4. Suppose you get for free one of following two securities: (a) an annuity that pays
$10,000 at the end of each of the next 6 years; or (b) a perpetuity that pays $10,000
forever, but it does not begin until 10 years from now (the first cash payment from this
security is 11 years from today).
Which security would you choose if the annual interest rate is 5%?
Does your answer change if the interest rate is 10%? Explain why or why not.

5. Suppose a hedge fund manager earns 1% per trading day. There are 250 trading days
per year. Answer the following questions:
(a) What will be your annual return on $100 invested in her fund if she allows you to
reinvest in her fund the 1% you earn each day?
(b) What will be your annual return assuming she puts all of your daily earnings into
a zero-interest- bearing checking account and pays you everything earned at the end
of the year?
(c) Can you summarize when it is proper to ”annualize” using APR (annual percentage
rate) versus EAR (effective annual rate)?
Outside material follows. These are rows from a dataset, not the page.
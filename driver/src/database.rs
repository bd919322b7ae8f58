mod postgres;

pub use self::postgres::*;
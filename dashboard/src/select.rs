use std::convert::Infallible;
use std::str::FromStr;

use error_stack::Report;

use crate::error::DashboardError;
use crate::model::{Author, Book};

// `#12` always means id 12. A bare `1984` is looked up as a name or title
// first and only falls back to the id when nothing carries that name.
#[derive(Debug, Clone, PartialEq, Eq)]
pub enum Selector {
    Id(i64),
    Name(String),
}

impl FromStr for Selector {
    type Err = Infallible;

    fn from_str(s: &str) -> Result<Self, Self::Err> {
        let s = s.trim();
        let explicit_id = s.strip_prefix('#').and_then(|id| id.trim().parse().ok());
        Ok(match explicit_id {
            Some(id) => Selector::Id(id),
            None => Selector::Name(s.to_string()),
        })
    }
}

impl Selector {
    fn pick<'a, T>(
        &self,
        records: &'a [T],
        kind: &str,
        id: impl Fn(&T) -> i64,
        name: impl Fn(&T) -> &str,
    ) -> error_stack::Result<&'a T, DashboardError> {
        let found = match self {
            Selector::Id(wanted) => records.iter().find(|r| id(*r) == *wanted),
            Selector::Name(wanted) => {
                let by_id = || {
                    let wanted = wanted.parse::<i64>().ok()?;
                    records.iter().find(|r| id(*r) == wanted)
                };
                records.iter().find(|r| name(*r) == wanted).or_else(by_id)
            }
        };
        found.ok_or_else(|| self.not_found(kind))
    }

    fn not_found(&self, kind: &str) -> Report<DashboardError> {
        let message = match self {
            Selector::Id(id) => format!("No {kind} with id {id}."),
            Selector::Name(name) => format!("No {kind} named \"{name}\"."),
        };
        Report::new(DashboardError::Input(message))
    }
}

pub fn author<'a>(
    authors: &'a [Author],
    selector: &Selector,
) -> error_stack::Result<&'a Author, DashboardError> {
    selector.pick(authors, "author", |a| a.id, |a| a.name.as_str())
}

pub fn book<'a>(
    books: &'a [Book],
    selector: &Selector,
) -> error_stack::Result<&'a Book, DashboardError> {
    selector.pick(books, "book", |b| b.id, |b| b.title.as_str())
}

#[cfg(test)]
mod test {
    use super::*;
    use crate::join::test::book as sample_book;

    fn authors() -> Vec<Author> {
        vec![
            Author {
                id: 1,
                name: "Tolkien".to_string(),
            },
            Author {
                id: 2,
                name: "Tolkien".to_string(),
            },
            Author {
                id: 3,
                name: "1984".to_string(),
            },
        ]
    }

    fn selector(input: &str) -> Selector {
        input.parse().unwrap()
    }

    #[test]
    fn hash_prefix_selects_by_id() {
        assert_eq!(selector(" #42 "), Selector::Id(42));
        assert_eq!(selector("42"), Selector::Name("42".to_string()));
        assert_eq!(selector("#x"), Selector::Name("#x".to_string()));
    }

    #[test]
    fn first_name_match_wins() {
        let authors = authors();
        assert_eq!(author(&authors, &selector("Tolkien")).unwrap().id, 1);
        assert_eq!(author(&authors, &selector("#2")).unwrap().id, 2);
    }

    #[test]
    fn numeric_name_is_matched_before_id() {
        let authors = authors();
        assert_eq!(author(&authors, &selector("1984")).unwrap().id, 3);
        assert_eq!(author(&authors, &selector("2")).unwrap().id, 2);
    }

    #[test]
    fn numeric_title_does_not_hit_another_book_id() {
        let books = vec![
            sample_book(1984, "The Hobbit", 1, 4.8, 1937),
            sample_book(7, "1984", 1, 4.2, 1949),
        ];
        assert_eq!(book(&books, &selector("1984")).unwrap().id, 7);
        assert_eq!(book(&books, &selector("#1984")).unwrap().id, 1984);
    }

    #[test]
    fn missing_selection_is_input_error() {
        let report = author(&authors(), &selector("#9")).unwrap_err();
        assert_eq!(
            report.current_context(),
            &DashboardError::Input("No author with id 9.".to_string())
        );
        let books = vec![sample_book(5, "The Hobbit", 1, 4.8, 1937)];
        assert!(book(&books, &selector("Dune")).is_err());
        assert!(book(&books, &selector("9")).is_err());
    }
}
pub mod aggregate;
pub mod client;
pub mod error;
pub mod form;
pub mod join;
pub mod model;
pub mod select;
pub mod view;
use crate::KernelError;

#[async_trait::async_trait]
pub trait DatabaseConnection: 'static + Sync + Send {
    type Transaction: Transaction;
    async fn transact(&self) -> error_stack::Result<Self::Transaction, KernelError>;
}

pub trait DependOnDatabaseConnection: 'static + Sync + Send {
    type DatabaseConnection: DatabaseConnection;
    fn database_connection(&self) -> &Self::DatabaseConnection;
}

impl<T> DependOnDatabaseConnection for T
where
    T: DatabaseConnection,
{
    type DatabaseConnection = T;
    fn database_connection(&self) -> &Self::DatabaseConnection {
        self
    }
}

#[async_trait::async_trait]
pub trait Transaction: 'static + Send {
    async fn commit(self) -> error_stack::Result<(), KernelError>;
    async fn roll_back(self) -> error_stack::Result<(), KernelError>;
}
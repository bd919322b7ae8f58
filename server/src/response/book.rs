use crate::controller::Exhaust;
use application::transfer::BookDto;
use axum::response::{IntoResponse, Response};
use serde::Serialize;

#[derive(Debug, Serialize)]
pub struct BookResponse {
    id: i64,
    title: String,
    author_id: i64,
    book_link: Option<String>,
    genres: Vec<i32>,
    average_rating: f64,
    published_year: i32,
}

impl IntoResponse for BookResponse {
    fn into_response(self) -> Response {
        (axum::http::StatusCode::OK, axum::Json(self)).into_response()
    }
}

impl From<BookDto> for BookResponse {
    fn from(value: BookDto) -> Self {
        let BookDto {
            id,
            title,
            author_id,
            book_link,
            genres,
            average_rating,
            published_year,
        } = value;
        Self {
            id,
            title,
            author_id,
            book_link,
            genres,
            average_rating,
            published_year,
        }
    }
}

pub struct BookPresenter;

impl Exhaust<BookDto> for BookPresenter {
    type To = BookResponse;
    fn emit(&self, input: BookDto) -> Self::To {
        BookResponse::from(input)
    }
}

impl Exhaust<Vec<BookDto>> for BookPresenter {
    type To = axum::Json<Vec<BookResponse>>;
    fn emit(&self, input: Vec<BookDto>) -> Self::To {
        let result = input
            .into_iter()
            .map(BookResponse::from)
            .collect::<Vec<_>>();

        axum::Json::from(result)
    }
}
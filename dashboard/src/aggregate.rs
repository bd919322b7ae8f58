use std::collections::BTreeMap;

use crate::join::BookView;
use crate::model::{Author, Book};

pub const RATING_BINS: usize = 20;
pub const TOP_RATED: usize = 10;
const RATING_MIN: f64 = 0.0;
const RATING_MAX: f64 = 5.0;

#[derive(Debug, Clone, PartialEq)]
pub struct Summary {
    pub total_books: usize,
    pub total_authors: usize,
    pub average_rating: Option<f64>,
    pub average_published_year: Option<f64>,
}

pub fn summarize(authors: &[Author], books: &[Book]) -> Summary {
    Summary {
        total_books: books.len(),
        total_authors: authors.len(),
        average_rating: mean(books.iter().map(|b| b.average_rating)),
        average_published_year: mean(books.iter().map(|b| f64::from(b.published_year))),
    }
}

fn mean(values: impl Iterator<Item = f64>) -> Option<f64> {
    let (sum, count) = values.fold((0.0, 0usize), |(sum, count), v| (sum + v, count + 1));
    (count > 0).then(|| sum / count as f64)
}

pub fn books_per_author(books: &[BookView]) -> Vec<(String, usize)> {
    let mut counts: Vec<(String, usize)> = Vec::new();
    for book in books {
        match counts.iter_mut().find(|(name, _)| *name == book.author) {
            Some((_, count)) => *count += 1,
            None => counts.push((book.author.clone(), 1)),
        }
    }
    counts.sort_by(|a, b| b.1.cmp(&a.1));
    counts
}

pub fn average_rating_by_year(books: &[BookView]) -> Vec<(i32, f64)> {
    let mut years: BTreeMap<i32, (f64, usize)> = BTreeMap::new();
    for book in books {
        let entry = years.entry(book.published_year).or_insert((0.0, 0));
        entry.0 += book.average_rating;
        entry.1 += 1;
    }
    years
        .into_iter()
        .map(|(year, (sum, count))| (year, sum / count as f64))
        .collect()
}

#[derive(Debug, Clone, PartialEq)]
pub struct HistogramBin {
    pub start: f64,
    pub end: f64,
    pub count: usize,
}

// Equal-width bins over [0, 5]. Every bin is half open except the last,
// which also takes 5.0. Ratings outside the range are skipped.
pub fn rating_histogram(books: &[BookView], bins: usize) -> Vec<HistogramBin> {
    if bins == 0 {
        return Vec::new();
    }
    let width = (RATING_MAX - RATING_MIN) / bins as f64;
    let mut histogram = (0..bins)
        .map(|i| HistogramBin {
            start: RATING_MIN + width * i as f64,
            end: RATING_MIN + width * (i + 1) as f64,
            count: 0,
        })
        .collect::<Vec<_>>();
    for rating in books.iter().map(|b| b.average_rating) {
        if !(RATING_MIN..=RATING_MAX).contains(&rating) {
            continue;
        }
        let index = (((rating - RATING_MIN) / width) as usize).min(bins - 1);
        histogram[index].count += 1;
    }
    histogram
}

// Highest rated first. The sort is stable, so ties keep input order.
pub fn top_rated(books: &[BookView], n: usize) -> Vec<BookView> {
    let mut sorted = books.to_vec();
    sorted.sort_by(|a, b| b.average_rating.total_cmp(&a.average_rating));
    sorted.truncate(n);
    sorted
}
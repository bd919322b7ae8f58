mod access;
mod author;
mod book;

pub use self::{access::*, author::*, book::*};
6. Here are some alternative investments you are considering for one year. (i) Bank A
promises to pay 8% on your deposit compounded annually. (ii) Bank B promises to
pay 8% on your deposit compounded daily. Compare the effective annual rate (EAR)
on these investments.

7. (a) Suppose that you have purchased a 3-year zero-coupon bond with face value of
$1000 and a price of $850. If you hold the bond to maturity, what is your annual rate
of return?
(b) Now suppose you have purchased a 3-year bond with face value of $1000, a 7%
annual coupon, and a price of $975. Assuming that you hold the bond to maturity, is
the IRR greater or less than the return on the bond in part (a)?

8. Excel Question. Download the monthly S&P 500 prices from January 1950 until today
http://finance.yahoo.com/ (click S&P 500, click Historical Data, click Monthly, click
Apply, click Download Data).
(a) What is your best estimate for next month’s return?
(b) What would have been your annualized HPR if you invested as of the start of the
index?
(c) In what month occurred the lowest monthly return? What happened?